Or, le fait de ne prendre en compte que le "dernier salaire" du journaliste pour calculer le montant de son indemnité de licenciement peut se révéler défavorable si la rémunération qui lui a  été versée durant son dernier mois de travail a été inférieure à celles  perçues au cours des mois précédents (et ce par exemple en raison de prime ou gratifications versées antérieurement). 



Dans un arrêt du 24 octobre 2001, la Cour de cassation a approuvé l'arrêt rendu par une Cour d'appel qui, "en l'absence de précision dans l'article L. 761-5 (devenu depuis l'article L7112-3 du Code du travail) de la période à prendre en considération pour le calcul de la rémunération moyenne, a exactement décidé que les modalités de calcul de l'indemnité de licenciement du journaliste, sauf dispositions conventionnelles plus favorables, sont déterminées par les dispositions de l'article 5 de l'accord national interprofessionnel du 10 décembre 1977 sur la mensualisation".

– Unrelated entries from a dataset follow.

//! Instance identifiers.

use serde::Serialize;
use std::fmt;
use url::Url;

/// Error returned when user input does not name a usable instance.
#[derive(Debug, Clone, PartialEq, Eq, thiserror::Error)]
pub enum InstanceError {
    /// Nothing but whitespace was supplied.
    #[error("instance URL is empty")]
    Empty,
    /// Input does not parse as a URL.
    #[error("'{0}' is not a valid URL")]
    Invalid(String),
    /// Scheme other than http or https.
    #[error("unsupported scheme '{0}'")]
    UnsupportedScheme(String),
    /// URL without a host.
    #[error("'{0}' has no host")]
    MissingHost(String),
}

/// Origin URL of a remote server, e.g. `https://example.social`.
///
/// Always scheme + host (+ non-default port), never a trailing slash.
#[derive(Debug, Clone, PartialEq, Eq, Hash, Serialize)]
#[serde(transparent)]
pub struct Instance(String);

impl Instance {
    /// Parse and normalise user input.
    ///
    /// A missing scheme defaults to `https`. Any path, query or fragment is
    /// dropped.
    pub fn parse(input: &str) -> Result<Self, InstanceError> {
        let trimmed = input.trim();
        if trimmed.is_empty() {
            return Err(InstanceError::Empty);
        }

        let candidate = if trimmed.contains("://") {
            trimmed.to_string()
        } else {
            format!("https://{trimmed}")
        };

        let url =
            Url::parse(&candidate).map_err(|_| InstanceError::Invalid(trimmed.to_string()))?;

        match url.scheme() {
            "http" | "https" => {}
            other => return Err(InstanceError::UnsupportedScheme(other.to_string())),
        }

        if url.host_str().is_none_or(str::is_empty) {
            return Err(InstanceError::MissingHost(trimmed.to_string()));
        }

        Ok(Self(url.origin().ascii_serialization()))
    }

    /// The normalised origin.
    #[must_use]
    pub fn as_str(&self) -> &str {
        &self.0
    }

    /// Host part, used for logging.
    #[must_use]
    pub fn host(&self) -> &str {
        self.0
            .split_once("://")
            .map_or(self.0.as_str(), |(_, host)| host)
    }

    /// Build an endpoint URL from path segments.
    ///
    /// Each segment is percent-encoded, so caller-supplied ids cannot escape
    /// their position in the path.
    pub fn endpoint(&self, segments: &[&str]) -> Result<Url, url::ParseError> {
        let mut url = Url::parse(&self.0)?;
        url.path_segments_mut()
            .map_err(|()| url::ParseError::RelativeUrlWithCannotBeABaseBase)?
            .clear()
            .extend(segments);
        Ok(url)
    }
}

impl fmt::Display for Instance {
    fn fmt(&self, f: &mut fmt::Formatter<'_>) -> fmt::Result {
        f.write_str(&self.0)
    }
}
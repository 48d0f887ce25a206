//! API endpoints.

mod actions;
mod auth;

use axum::{Router, middleware, routing::get};

use crate::middleware::{AppState, session_middleware};

/// Create the API router.
pub fn router() -> Router<AppState> {
    Router::new()
        .merge(auth::router())
        .merge(actions::router())
        .route("/health", get(health))
}

/// Create the complete application with session decoding applied.
pub fn app(state: AppState) -> Router {
    router()
        .layer(middleware::from_fn_with_state(
            state.clone(),
            session_middleware,
        ))
        .with_state(state)
}

async fn health() -> &'static str {
    "ok"
}
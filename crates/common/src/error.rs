//! Error types for gotosocial-webui.

use axum::{
    Json,
    http::StatusCode,
    response::{IntoResponse, Response},
};
use serde_json::json;
use thiserror::Error;

/// Application result type.
pub type AppResult<T> = Result<T, AppError>;

/// Application error type.
#[derive(Debug, Error)]
pub enum AppError {
    // === Client Errors ===
    #[error("Invalid instance URL: {0}")]
    InvalidInstance(String),

    #[error("Bad request: {0}")]
    BadRequest(String),

    #[error("Validation error: {0}")]
    Validation(String),

    #[error("Authorization code not found")]
    MissingCode,

    #[error("No pending authorization for this browser")]
    NoPendingAuthorization,

    #[error("Not authenticated")]
    Unauthenticated,

    #[error("Authorization denied: {0}")]
    AuthorizationDenied(String),

    // === Server Errors ===
    #[error("Error registering app: {0}")]
    Registration(String),

    #[error("Failed to authenticate: {0}")]
    TokenExchange(String),

    #[error("Remote instance error: {0}")]
    Remote(String),

    #[error("Configuration error: {0}")]
    Config(String),

    #[error("Internal error: {0}")]
    Internal(String),
}

impl AppError {
    /// Returns the HTTP status code for this error.
    #[must_use]
    pub const fn status_code(&self) -> StatusCode {
        match self {
            // 4xx Client Errors
            Self::InvalidInstance(_)
            | Self::BadRequest(_)
            | Self::Validation(_)
            | Self::MissingCode
            | Self::NoPendingAuthorization => StatusCode::BAD_REQUEST,
            Self::Unauthenticated => StatusCode::UNAUTHORIZED,
            Self::AuthorizationDenied(_) => StatusCode::FORBIDDEN,

            // 5xx Server Errors
            Self::Registration(_)
            | Self::TokenExchange(_)
            | Self::Remote(_)
            | Self::Config(_)
            | Self::Internal(_) => StatusCode::INTERNAL_SERVER_ERROR,
        }
    }

    /// Returns the error code for API responses.
    #[must_use]
    pub const fn error_code(&self) -> &'static str {
        match self {
            Self::InvalidInstance(_) => "INVALID_INSTANCE",
            Self::BadRequest(_) => "BAD_REQUEST",
            Self::Validation(_) => "VALIDATION_ERROR",
            Self::MissingCode => "MISSING_CODE",
            Self::NoPendingAuthorization => "NO_PENDING_AUTHORIZATION",
            Self::Unauthenticated => "UNAUTHENTICATED",
            Self::AuthorizationDenied(_) => "AUTHORIZATION_DENIED",
            Self::Registration(_) => "REGISTRATION_ERROR",
            Self::TokenExchange(_) => "TOKEN_EXCHANGE_ERROR",
            Self::Remote(_) => "REMOTE_ERROR",
            Self::Config(_) => "CONFIG_ERROR",
            Self::Internal(_) => "INTERNAL_ERROR",
        }
    }

    /// Returns whether this error should be logged at error level.
    #[must_use]
    pub fn is_server_error(&self) -> bool {
        self.status_code().is_server_error()
    }

    /// Message shown to the caller.
    ///
    /// Server errors carry remote or internal details that stay in the logs.
    #[must_use]
    pub fn public_message(&self) -> String {
        match self {
            Self::Registration(_) => "Error registering app".to_string(),
            Self::TokenExchange(_) => "Failed to authenticate".to_string(),
            Self::Remote(_) => "Remote instance request failed".to_string(),
            Self::Config(_) | Self::Internal(_) => "Internal server error".to_string(),
            _ => self.to_string(),
        }
    }
}

impl IntoResponse for AppError {
    fn into_response(self) -> Response {
        let status = self.status_code();
        let code = self.error_code();

        // Log server errors
        if self.is_server_error() {
            tracing::error!(error = %self, code = code, "Server error occurred");
        } else {
            tracing::debug!(error = %self, code = code, "Client error occurred");
        }

        let body = Json(json!({
            "error": {
                "code": code,
                "message": self.public_message(),
            }
        }));

        (status, body).into_response()
    }
}

// === From implementations ===

impl From<validator::ValidationErrors> for AppError {
    fn from(err: validator::ValidationErrors) -> Self {
        Self::Validation(err.to_string())
    }
}

impl From<config::ConfigError> for AppError {
    fn from(err: config::ConfigError) -> Self {
        Self::Config(err.to_string())
    }
}
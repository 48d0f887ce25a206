//! Cookie-bound session persistence.
//!
//! The session is the pair of `access_token` and `server` cookies; there is
//! no server-side table. A short-lived `oauth_state` cookie carries the
//! nonce of an authorization in progress.

use axum_extra::extract::cookie::{Cookie, CookieJar, SameSite};
use chrono::{DateTime, Utc};
use time::OffsetDateTime;
use webui_common::config::SessionConfig;
use webui_core::Session;
use webui_core::authorization::expiry;
use webui_remote::Instance;

/// Cookie holding the access token.
pub const ACCESS_TOKEN_COOKIE: &str = "access_token";
/// Cookie holding the instance origin.
pub const SERVER_COOKIE: &str = "server";
/// Cookie holding the pending authorization nonce.
pub const OAUTH_STATE_COOKIE: &str = "oauth_state";

/// Reads and writes session cookies.
#[derive(Debug, Clone)]
pub struct SessionStore {
    ttl: chrono::Duration,
    secure: bool,
}

impl SessionStore {
    /// Create a store issuing cookies that live for `ttl`.
    #[must_use]
    pub const fn new(ttl: chrono::Duration, secure: bool) -> Self {
        Self { ttl, secure }
    }

    /// Create a store from configuration.
    #[must_use]
    pub fn from_config(config: &SessionConfig) -> Self {
        Self::new(chrono::Duration::hours(config.ttl_hours), config.secure_cookies)
    }

    /// Session lifetime.
    #[must_use]
    pub const fn ttl(&self) -> chrono::Duration {
        self.ttl
    }

    /// Persist `session` into the jar.
    ///
    /// Both cookies share one absolute expiry.
    #[must_use]
    pub fn save(&self, jar: CookieJar, session: &Session) -> CookieJar {
        let expires_at = session.expires_at.unwrap_or_else(|| Utc::now() + self.ttl);

        jar.add(self.cookie(
            ACCESS_TOKEN_COOKIE,
            session.access_token.clone(),
            expires_at,
        ))
        .add(self.cookie(SERVER_COOKIE, session.server.to_string(), expires_at))
    }

    /// Read the session from the jar.
    ///
    /// Missing, empty or malformed cookies count as no session.
    #[must_use]
    pub fn load(&self, jar: &CookieJar) -> Option<Session> {
        let access_token = jar
            .get(ACCESS_TOKEN_COOKIE)
            .map(|cookie| cookie.value().to_string())
            .filter(|token| !token.is_empty())?;
        let server = jar
            .get(SERVER_COOKIE)
            .and_then(|cookie| Instance::parse(cookie.value()).ok())?;

        Some(Session::restored(server, access_token))
    }

    /// Remove both session cookies.
    #[must_use]
    pub fn clear(&self, jar: CookieJar) -> CookieJar {
        jar.remove(Self::removal(ACCESS_TOKEN_COOKIE))
            .remove(Self::removal(SERVER_COOKIE))
    }

    /// Remember the nonce of an authorization in progress.
    #[must_use]
    pub fn remember_pending(&self, jar: CookieJar, nonce: &str) -> CookieJar {
        let expires_at = Utc::now() + chrono::Duration::seconds(expiry::PENDING_AUTHORIZATION);
        jar.add(self.cookie(OAUTH_STATE_COOKIE, nonce.to_string(), expires_at))
    }

    /// Nonce of the authorization in progress, if any.
    #[must_use]
    pub fn pending_nonce(&self, jar: &CookieJar) -> Option<String> {
        jar.get(OAUTH_STATE_COOKIE)
            .map(|cookie| cookie.value().to_string())
            .filter(|nonce| !nonce.is_empty())
    }

    /// Drop the pending authorization cookie.
    #[must_use]
    pub fn forget_pending(&self, jar: CookieJar) -> CookieJar {
        jar.remove(Self::removal(OAUTH_STATE_COOKIE))
    }

    fn cookie(
        &self,
        name: &'static str,
        value: String,
        expires_at: DateTime<Utc>,
    ) -> Cookie<'static> {
        let max_age = (expires_at - Utc::now()).num_seconds().max(0);
        let expires = OffsetDateTime::from_unix_timestamp(expires_at.timestamp())
            .unwrap_or_else(|_| OffsetDateTime::now_utc());

        Cookie::build((name, value))
            .path("/")
            .http_only(true)
            .same_site(SameSite::Lax)
            .secure(self.secure)
            .max_age(time::Duration::seconds(max_age))
            .expires(expires)
            .build()
    }

    fn removal(name: &'static str) -> Cookie<'static> {
        Cookie::build(name).path("/").build()
    }
}

impl Default for SessionStore {
    fn default() -> Self {
        Self::from_config(&SessionConfig::default())
    }
}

Le texte de cet article 5 de cet accord n'est autre que celui l'article R1234-4 du Code du travail cité ci-dessus, prévoyant que la somme à prendre en considération pour le calcul de l'indemnité de licenciement est la moyenne de la rémunération soit des 3 soit des 12 derniers mois. 



Ce texte précise toutefois, pour atténuer l'effet que pourrait avoir le paiement récent d'une prime, que si c'est la moyenne des rémunérations des 3 derniers mois qui est retenue, "toute prime ou gratification de caractère annuel ou exceptionnel, versée au salarié  pendant cette période, n'est prise en compte que dans la limite d'un montant calculé à due proportion".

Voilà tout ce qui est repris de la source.